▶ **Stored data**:
☆ ☆ ☆
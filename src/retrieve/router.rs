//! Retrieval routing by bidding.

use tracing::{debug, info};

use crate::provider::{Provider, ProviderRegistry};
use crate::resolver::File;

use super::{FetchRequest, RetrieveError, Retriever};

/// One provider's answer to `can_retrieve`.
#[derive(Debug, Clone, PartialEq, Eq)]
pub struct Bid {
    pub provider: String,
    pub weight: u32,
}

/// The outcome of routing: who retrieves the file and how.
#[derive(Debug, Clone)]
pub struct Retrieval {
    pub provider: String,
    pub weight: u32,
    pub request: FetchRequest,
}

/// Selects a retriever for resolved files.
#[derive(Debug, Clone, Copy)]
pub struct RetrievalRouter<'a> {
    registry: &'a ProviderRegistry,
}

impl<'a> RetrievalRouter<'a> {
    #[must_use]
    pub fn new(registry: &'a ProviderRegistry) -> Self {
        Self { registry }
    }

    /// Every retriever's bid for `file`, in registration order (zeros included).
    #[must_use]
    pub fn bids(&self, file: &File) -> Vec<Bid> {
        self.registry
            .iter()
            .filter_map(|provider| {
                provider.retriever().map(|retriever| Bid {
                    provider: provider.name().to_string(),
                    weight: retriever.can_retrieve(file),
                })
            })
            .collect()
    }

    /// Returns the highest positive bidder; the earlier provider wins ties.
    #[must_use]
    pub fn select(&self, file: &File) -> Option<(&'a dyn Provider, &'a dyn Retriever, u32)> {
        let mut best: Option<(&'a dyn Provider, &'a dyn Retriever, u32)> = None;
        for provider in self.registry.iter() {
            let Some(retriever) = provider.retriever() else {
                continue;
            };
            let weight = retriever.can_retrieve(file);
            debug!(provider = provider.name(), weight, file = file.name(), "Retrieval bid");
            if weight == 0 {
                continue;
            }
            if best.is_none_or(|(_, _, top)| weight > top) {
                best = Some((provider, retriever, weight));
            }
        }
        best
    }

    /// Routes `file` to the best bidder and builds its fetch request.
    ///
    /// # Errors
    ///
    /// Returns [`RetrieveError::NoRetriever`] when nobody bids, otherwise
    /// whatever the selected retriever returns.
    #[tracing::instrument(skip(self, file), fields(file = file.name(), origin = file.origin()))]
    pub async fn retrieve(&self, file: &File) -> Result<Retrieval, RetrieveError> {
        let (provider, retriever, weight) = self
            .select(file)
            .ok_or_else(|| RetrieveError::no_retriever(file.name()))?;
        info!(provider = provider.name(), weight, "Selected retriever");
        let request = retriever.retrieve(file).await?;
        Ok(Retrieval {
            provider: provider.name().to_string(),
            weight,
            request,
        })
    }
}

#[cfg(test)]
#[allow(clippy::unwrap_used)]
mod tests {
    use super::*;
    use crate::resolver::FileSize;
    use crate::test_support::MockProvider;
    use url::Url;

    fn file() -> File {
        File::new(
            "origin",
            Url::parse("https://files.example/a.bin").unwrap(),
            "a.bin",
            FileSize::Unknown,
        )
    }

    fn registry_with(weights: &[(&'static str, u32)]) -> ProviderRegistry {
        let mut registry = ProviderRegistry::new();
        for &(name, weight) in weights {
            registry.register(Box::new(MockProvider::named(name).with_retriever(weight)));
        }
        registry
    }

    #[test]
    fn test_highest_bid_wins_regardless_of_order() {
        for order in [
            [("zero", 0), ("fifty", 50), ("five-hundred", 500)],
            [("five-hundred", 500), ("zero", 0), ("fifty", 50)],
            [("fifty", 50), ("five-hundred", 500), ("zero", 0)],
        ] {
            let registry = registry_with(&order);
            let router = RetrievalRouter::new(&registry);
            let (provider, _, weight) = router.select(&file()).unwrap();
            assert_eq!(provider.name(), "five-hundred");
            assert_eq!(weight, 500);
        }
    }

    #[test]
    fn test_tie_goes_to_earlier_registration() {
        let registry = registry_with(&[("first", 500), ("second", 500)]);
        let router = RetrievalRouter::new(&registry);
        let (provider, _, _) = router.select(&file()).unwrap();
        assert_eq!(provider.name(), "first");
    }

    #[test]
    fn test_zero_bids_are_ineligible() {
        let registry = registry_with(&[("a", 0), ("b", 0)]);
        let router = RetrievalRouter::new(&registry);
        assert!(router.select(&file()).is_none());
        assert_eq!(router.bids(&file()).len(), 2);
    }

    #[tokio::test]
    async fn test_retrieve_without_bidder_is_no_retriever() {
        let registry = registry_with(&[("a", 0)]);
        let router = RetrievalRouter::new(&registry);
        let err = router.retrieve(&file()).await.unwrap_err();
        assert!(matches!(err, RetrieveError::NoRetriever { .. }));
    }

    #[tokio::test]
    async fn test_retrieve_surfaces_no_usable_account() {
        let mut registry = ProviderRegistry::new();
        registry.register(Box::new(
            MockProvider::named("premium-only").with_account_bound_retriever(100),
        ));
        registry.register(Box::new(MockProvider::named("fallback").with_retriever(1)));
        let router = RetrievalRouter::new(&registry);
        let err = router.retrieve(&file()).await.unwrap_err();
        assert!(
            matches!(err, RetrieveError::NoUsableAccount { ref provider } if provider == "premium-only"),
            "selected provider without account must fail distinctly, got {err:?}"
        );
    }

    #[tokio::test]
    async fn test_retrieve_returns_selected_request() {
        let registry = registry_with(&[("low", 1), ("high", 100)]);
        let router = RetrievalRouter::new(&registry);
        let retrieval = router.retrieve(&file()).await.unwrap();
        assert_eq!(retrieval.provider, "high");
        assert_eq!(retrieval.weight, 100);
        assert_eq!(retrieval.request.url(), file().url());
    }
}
☆ ☆ ☆
▶ **WORK TO BE COMPLETED**: Find every line in the records that uses the string "matches", then copy it.

▶ **SOLVED PROBLEM**:
        assert!(matches!(err, RetrieveError::NoRetriever { .. }));
            matches!(err, RetrieveError::NoUsableAccount { ref provider } if provider == "premium-only"),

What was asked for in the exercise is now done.